# WHAT YOU NEED TO DO
Set the data down again, exactly as it appears below.

==== RECORDS SUPPLIED

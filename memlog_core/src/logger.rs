//! In-memory message log with optional file output.
//!
//! Entries are always kept in memory. File output happens in three ways:
//! - immediately on each accepted `log` call (`immediate_mode` plus a log file),
//! - once at teardown (`write_on_drop` plus a log file),
//! - on demand through `write_to_file`.
//!
//! File failures on these paths are swallowed; logging never disturbs the caller.

use std::fmt::{self, Display};
use std::io::{self, BufWriter, Write};
use std::path::{Path, PathBuf};

use crate::builder::LoggerBuilder;
use crate::error::{LogError, Result};
use crate::mode::OpenMode;

#[derive(Debug)]
pub struct Logger {
    entries: Vec<String>,
    enabled: bool,
    immediate: bool,
    write_on_drop: bool,
    log_file: Option<PathBuf>,
    mode: OpenMode,
}

impl Default for Logger {
    fn default() -> Self {
        Self {
            entries: Vec::new(),
            enabled: true,
            immediate: false,
            write_on_drop: false,
            log_file: None,
            mode: OpenMode::Truncate,
        }
    }
}

impl Logger {
    /// Logging on, every file mode off, no log file.
    pub fn new() -> Self {
        Self::default()
    }

    pub fn builder() -> LoggerBuilder {
        LoggerBuilder::default()
    }

    /// Set the file used by immediate mode and by the teardown flush.
    ///
    /// Nothing is written here. An empty path clears the log file.
    pub fn set_log_file(&mut self, path: impl Into<PathBuf>, append: bool) {
        let path = path.into();
        self.log_file = (!path.as_os_str().is_empty()).then_some(path);
        self.mode = OpenMode::from_append(append);
    }

    pub fn log_file(&self) -> Option<&Path> {
        self.log_file.as_deref()
    }

    /// Whether immediate and teardown writes append rather than truncate.
    pub fn append_mode(&self) -> bool {
        self.mode.is_append()
    }

    pub fn logging(&self) -> bool {
        self.enabled
    }

    pub fn set_logging(&mut self, enabled: bool) {
        self.enabled = enabled;
    }

    pub fn immediate_mode(&self) -> bool {
        self.immediate
    }

    /// Write each accepted entry to the log file as soon as it is logged.
    ///
    /// Only later calls are affected. The file is reopened for every entry,
    /// which is slow but leaves a usable trail if the process crashes.
    pub fn set_immediate_mode(&mut self, immediate: bool) {
        self.immediate = immediate;
    }

    pub fn write_on_drop(&self) -> bool {
        self.write_on_drop
    }

    /// Write all entries to the log file once when the logger is dropped or closed.
    pub fn set_write_on_drop(&mut self, write_on_drop: bool) {
        self.write_on_drop = write_on_drop;
    }

    /// Record `message` using its `Display` form.
    ///
    /// No-op while logging is off.
    pub fn log<T: Display>(&mut self, message: T) {
        if !self.enabled {
            return;
        }

        let entry = message.to_string();

        if self.immediate
            && let Some(path) = self.log_file.as_deref()
        {
            write_entry(path, self.mode, &entry);
        }

        self.entries.push(entry);
    }

    /// Record `"<tag> <message>"` as a single entry.
    pub fn log_tagged<T: Display, M: Display>(&mut self, tag: T, message: M) {
        if !self.enabled {
            return;
        }
        self.log(format_args!("{tag} {message}"));
    }

    pub fn entries(&self) -> &[String] {
        &self.entries
    }

    pub fn len(&self) -> usize {
        self.entries.len()
    }

    pub fn is_empty(&self) -> bool {
        self.entries.is_empty()
    }

    /// Write every entry, in order, one per line.
    pub fn write<W: Write>(&self, mut sink: W) -> io::Result<()> {
        for entry in &self.entries {
            writeln!(sink, "{entry}")?;
        }
        Ok(())
    }

    /// Dump all entries to `path`, ignoring any failure.
    ///
    /// `append` applies to this call only; the stored mode is not consulted.
    pub fn write_to_file(&self, path: impl AsRef<Path>, append: bool) {
        let _ = self.try_write_to_file(path, append);
    }

    /// Like `write_to_file`, but reports open and write failures.
    pub fn try_write_to_file(&self, path: impl AsRef<Path>, append: bool) -> Result<()> {
        let path = path.as_ref();
        let file = OpenMode::from_append(append)
            .open(path)
            .map_err(|source| LogError::Open {
                path: path.to_path_buf(),
                source,
            })?;

        let mut out = BufWriter::new(file);
        self.write(&mut out)
            .and_then(|()| out.flush())
            .map_err(|source| LogError::Write {
                path: path.to_path_buf(),
                source,
            })
    }

    /// Drop all entries. Flags and the log file are kept.
    pub fn clear(&mut self) {
        self.entries.clear();
    }

    /// Tear the logger down now, running the teardown flush if configured.
    pub fn close(mut self) {
        self.flush_on_teardown();
        // Drop still runs; the flush already happened.
        self.write_on_drop = false;
    }

    fn flush_on_teardown(&self) {
        if !self.write_on_drop {
            return;
        }
        if let Some(path) = self.log_file.as_deref() {
            tracing::debug!(
                path = %path.display(),
                entries = self.entries.len(),
                append = self.mode.is_append(),
                "flushing log on teardown"
            );
            self.write_to_file(path, self.mode.is_append());
        }
    }
}

impl Drop for Logger {
    fn drop(&mut self) {
        self.flush_on_teardown();
    }
}

impl fmt::Display for Logger {
    fn fmt(&self, f: &mut fmt::Formatter<'_>) -> fmt::Result {
        for entry in &self.entries {
            writeln!(f, "{entry}")?;
        }
        Ok(())
    }
}

impl<T: Display> Extend<T> for Logger {
    fn extend<I: IntoIterator<Item = T>>(&mut self, iter: I) {
        for message in iter {
            self.log(message);
        }
    }
}

fn write_entry(path: &Path, mode: OpenMode, entry: &str) {
    if let Ok(mut file) = mode.open(path)
        && writeln!(file, "{entry}").is_ok()
    {
        tracing::trace!(path = %path.display(), "entry written");
    }
}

========

# ANSWER TO THE EXERCISE
filename memlog_core/src/logger.rs
//! In-memory message log with optional file output.
//!
//! Entries are always kept in memory. File output happens in three ways:
//! - immediately on each accepted `log` call (`immediate_mode` plus a log file),
//! - once at teardown (`write_on_drop` plus a log file),
//! - on demand through `write_to_file`.
//!
//! File failures on these paths are swallowed; logging never disturbs the caller.

use std::fmt::{self, Display};
use std::io::{self, BufWriter, Write};
use std::path::{Path, PathBuf};

use crate::builder::LoggerBuilder;
use crate::error::{LogError, Result};
use crate::mode::OpenMode;

#[derive(Debug)]
pub struct Logger {
    entries: Vec<String>,
    enabled: bool,
    immediate: bool,
    write_on_drop: bool,
    log_file: Option<PathBuf>,
    mode: OpenMode,
}

impl Default for Logger {
    fn default() -> Self {
        Self {
            entries: Vec::new(),
            enabled: true,
            immediate: false,
            write_on_drop: false,
            log_file: None,
            mode: OpenMode::Truncate,
        }
    }
}

impl Logger {
    /// Logging on, every file mode off, no log file.
    pub fn new() -> Self {
        Self::default()
    }

    pub fn builder() -> LoggerBuilder {
        LoggerBuilder::default()
    }

    /// Set the file used by immediate mode and by the teardown flush.
    ///
    /// Nothing is written here. An empty path clears the log file.
    pub fn set_log_file(&mut self, path: impl Into<PathBuf>, append: bool) {
        let path = path.into();
        self.log_file = (!path.as_os_str().is_empty()).then_some(path);
        self.mode = OpenMode::from_append(append);
    }

    pub fn log_file(&self) -> Option<&Path> {
        self.log_file.as_deref()
    }

    /// Whether immediate and teardown writes append rather than truncate.
    pub fn append_mode(&self) -> bool {
        self.mode.is_append()
    }

    pub fn logging(&self) -> bool {
        self.enabled
    }

    pub fn set_logging(&mut self, enabled: bool) {
        self.enabled = enabled;
    }

    pub fn immediate_mode(&self) -> bool {
        self.immediate
    }

    /// Write each accepted entry to the log file as soon as it is logged.
    ///
    /// Only later calls are affected. The file is reopened for every entry,
    /// which is slow but leaves a usable trail if the process crashes.
    pub fn set_immediate_mode(&mut self, immediate: bool) {
        self.immediate = immediate;
    }

    pub fn write_on_drop(&self) -> bool {
        self.write_on_drop
    }

    /// Write all entries to the log file once when the logger is dropped or closed.
    pub fn set_write_on_drop(&mut self, write_on_drop: bool) {
        self.write_on_drop = write_on_drop;
    }

    /// Record `message` using its `Display` form.
    ///
    /// No-op while logging is off.
    pub fn log<T: Display>(&mut self, message: T) {
        if !self.enabled {
            return;
        }

        let entry = message.to_string();

        if self.immediate
            && let Some(path) = self.log_file.as_deref()
        {
            write_entry(path, self.mode, &entry);
        }

        self.entries.push(entry);
    }

    /// Record `"<tag> <message>"` as a single entry.
    pub fn log_tagged<T: Display, M: Display>(&mut self, tag: T, message: M) {
        if !self.enabled {
            return;
        }
        self.log(format_args!("{tag} {message}"));
    }

    pub fn entries(&self) -> &[String] {
        &self.entries
    }

    pub fn len(&self) -> usize {
        self.entries.len()
    }

    pub fn is_empty(&self) -> bool {
        self.entries.is_empty()
    }

    /// Write every entry, in order, one per line.
    pub fn write<W: Write>(&self, mut sink: W) -> io::Result<()> {
        for entry in &self.entries {
            writeln!(sink, "{entry}")?;
        }
        Ok(())
    }

    /// Dump all entries to `path`, ignoring any failure.
    ///
    /// `append` applies to this call only; the stored mode is not consulted.
    pub fn write_to_file(&self, path: impl AsRef<Path>, append: bool) {
        let _ = self.try_write_to_file(path, append);
    }

    /// Like `write_to_file`, but reports open and write failures.
    pub fn try_write_to_file(&self, path: impl AsRef<Path>, append: bool) -> Result<()> {
        let path = path.as_ref();
        let file = OpenMode::from_append(append)
            .open(path)
            .map_err(|source| LogError::Open {
                path: path.to_path_buf(),
                source,
            })?;

        let mut out = BufWriter::new(file);
        self.write(&mut out)
            .and_then(|()| out.flush())
            .map_err(|source| LogError::Write {
                path: path.to_path_buf(),
                source,
            })
    }

    /// Drop all entries. Flags and the log file are kept.
    pub fn clear(&mut self) {
        self.entries.clear();
    }

    /// Tear the logger down now, running the teardown flush if configured.
    pub fn close(mut self) {
        self.flush_on_teardown();
        // Drop still runs; the flush already happened.
        self.write_on_drop = false;
    }

    fn flush_on_teardown(&self) {
        if !self.write_on_drop {
            return;
        }
        if let Some(path) = self.log_file.as_deref() {
            tracing::debug!(
                path = %path.display(),
                entries = self.entries.len(),
                append = self.mode.is_append(),
                "flushing log on teardown"
            );
            self.write_to_file(path, self.mode.is_append());
        }
    }
}

impl Drop for Logger {
    fn drop(&mut self) {
        self.flush_on_teardown();
    }
}

impl fmt::Display for Logger {
    fn fmt(&self, f: &mut fmt::Formatter<'_>) -> fmt::Result {
        for entry in &self.entries {
            writeln!(f, "{entry}")?;
        }
        Ok(())
    }
}

impl<T: Display> Extend<T> for Logger {
    fn extend<I: IntoIterator<Item = T>>(&mut self, iter: I) {
        for message in iter {
            self.log(message);
        }
    }
}

fn write_entry(path: &Path, mode: OpenMode, entry: &str) {
    if let Ok(mut file) = mode.open(path)
        && writeln!(file, "{entry}").is_ok()
    {
        tracing::trace!(path = %path.display(), "entry written");
    }
}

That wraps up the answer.